Latin American Boom masters assaulted political oppression with Magical Realism. Now, this popular genre is adapted by writers of various subject positions to bolster social justice. This panel of magical realist writer/teachers discusses how to guide student use of the genre to confront inequalities of their time and locale. Topics include differentiating schools of magical realism, talking about subject position, appropriation, influence, and metaphor, designing exercises, and guiding craft.


Making Canons, Losing Friends: On Making, Revising, Critiquing and Reading Anthologies. (Stephen Burt, John Kulka, Carmen Gimenez Smith, Cate Marvin, Sina Queyras)

In theory, collecting new writing should be simple: you pick what you consider best. In practice, the practice involves complex, urgent questions about race, gender, style, privilege, geography, fairness, fame and finances. It's also awkward: when can you pick your friends? Five writers, critics, editors and publishers who have made US and non-US anthologies of poetry, essays and fiction consider their pitfalls, secrets, and rewards.


Making Space - A Hmong American Writers' Circle Reading. (Khaty Xiong, Yia Lee, Anthony Cody, Ying Thao)

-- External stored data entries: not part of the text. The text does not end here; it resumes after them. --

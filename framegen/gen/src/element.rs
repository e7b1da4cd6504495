//! Element types of collections and object members.

use std::collections::BTreeMap;

use crate::conversion::{CollectionKind, ScalarConversion, ScalarKind};
use crate::customization::TypeOverride;
use crate::errors::GeneratorError;
use crate::imports::{ATTR_IMPORT, ImportSet, TYPES_IMPORT};
use crate::naming::quote_go_string;

/// A recursive element type, assembled from a specification element.
#[derive(Debug, Clone, PartialEq)]
pub enum ElementType {
    Scalar {
        kind: ScalarKind,
        custom_type: Option<TypeOverride>,
    },
    Collection {
        collection: CollectionKind,
        element_type: Box<ElementType>,
        custom_type: Option<TypeOverride>,
    },
    Object {
        attribute_types: BTreeMap<String, ElementType>,
        custom_type: Option<TypeOverride>,
    },
}

impl ElementType {
    pub fn scalar(kind: ScalarKind) -> Self {
        ElementType::Scalar {
            kind,
            custom_type: None,
        }
    }

    pub fn collection(collection: CollectionKind, element_type: ElementType) -> Self {
        ElementType::Collection {
            collection,
            element_type: Box::new(element_type),
            custom_type: None,
        }
    }

    pub fn object(attribute_types: BTreeMap<String, ElementType>) -> Self {
        ElementType::Object {
            attribute_types,
            custom_type: None,
        }
    }

    /// The element's kind tag, e.g. `string` or `list`.
    pub fn kind(&self) -> String {
        match self {
            ElementType::Scalar { kind, .. } => kind.to_string(),
            ElementType::Collection { collection, .. } => collection.to_string(),
            ElementType::Object { .. } => "object".to_string(),
        }
    }

    fn custom_type(&self) -> Option<&TypeOverride> {
        match self {
            ElementType::Scalar { custom_type, .. }
            | ElementType::Collection { custom_type, .. }
            | ElementType::Object { custom_type, .. } => custom_type.as_ref(),
        }
    }

    /// The Go expression describing this element type.
    ///
    /// ## Examples
    ///
    /// ```
    /// use framegen_gen::conversion::{CollectionKind, ScalarKind};
    /// use framegen_gen::element::ElementType;
    ///
    /// let element = ElementType::collection(
    ///     CollectionKind::List,
    ///     ElementType::scalar(ScalarKind::String),
    /// );
    /// assert_eq!(element.type_expr(), "types.ListType{\nElemType: types.StringType,\n}");
    /// ```
    pub fn type_expr(&self) -> String {
        if let Some(custom) = self.custom_type() {
            return custom.type_expr.clone();
        }
        match self {
            ElementType::Scalar { kind, .. } => kind.type_expr(),
            ElementType::Collection {
                collection,
                element_type,
                ..
            } => format!(
                "types.{}Type{{\nElemType: {},\n}}",
                collection.type_name(),
                element_type.type_expr()
            ),
            ElementType::Object {
                attribute_types, ..
            } => format!("types.ObjectType{{\nAttrTypes: {},\n}}", attr_types_map(attribute_types)),
        }
    }

    /// Imports needed by [`type_expr`](Self::type_expr), recursively.
    pub fn imports(&self) -> ImportSet {
        let mut imports = ImportSet::new();
        match self.custom_type() {
            Some(custom) => imports.merge(&custom.imports()),
            None => imports.add(TYPES_IMPORT),
        }
        match self {
            ElementType::Scalar { .. } => {}
            ElementType::Collection { element_type, .. } => imports.merge(&element_type.imports()),
            ElementType::Object {
                attribute_types, ..
            } => {
                imports.add(ATTR_IMPORT);
                for member in attribute_types.values() {
                    imports.merge(&member.imports());
                }
            }
        }
        imports
    }

    /// The scalar conversion for this element.
    ///
    /// Only scalar elements convert; anything else reports its own kind.
    pub fn conversion(&self) -> Result<ScalarConversion, GeneratorError> {
        match self {
            ElementType::Scalar { kind, .. } => Ok(ScalarConversion::new(*kind)),
            other => Err(GeneratorError::UnresolvedElementConversion {
                element_kind: other.kind(),
            }),
        }
    }
}

/// Renders `map[string]attr.Type{...}` for object members, in name order.
pub(crate) fn attr_types_map(members: &BTreeMap<String, ElementType>) -> String {
    let mut out = String::from("map[string]attr.Type{\n");
    for (name, member) in members {
        out.push_str(&format!("{}: {},\n", quote_go_string(name), member.type_expr()));
    }
    out.push('}');
    out
}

4 Members of the Hmong American Writers Circle will share recently published work and lead a discussion on their experiences conducting public creative writing workshops that make space for and foster marginalized voices. The writers will also discuss what it means for them to pioneer Hmong American literature when no known popular writing system existed prior to the 1950’s.


Making Space in Children's Publishing: An Intersectional Feminsit of Color Perspective. (Mathangi Subramanian, Zetta Elliott, Rhoda Belleza, Maya Gonzalez)

Lee & Low’s 2015 Diversity Baseline Survey shows that the publishing industry is dominated by straight, cisgender white women who don’t live with a disability. This homogeneity creates barriers for women of color (WoC) to find community and gain entrance into publishing, a fact support by data gathered annually by the Cooperative Children’s Book Center. In this panel, four feminist WoC authors will discuss the ways in which their intersectional identities have influenced their craft and careers.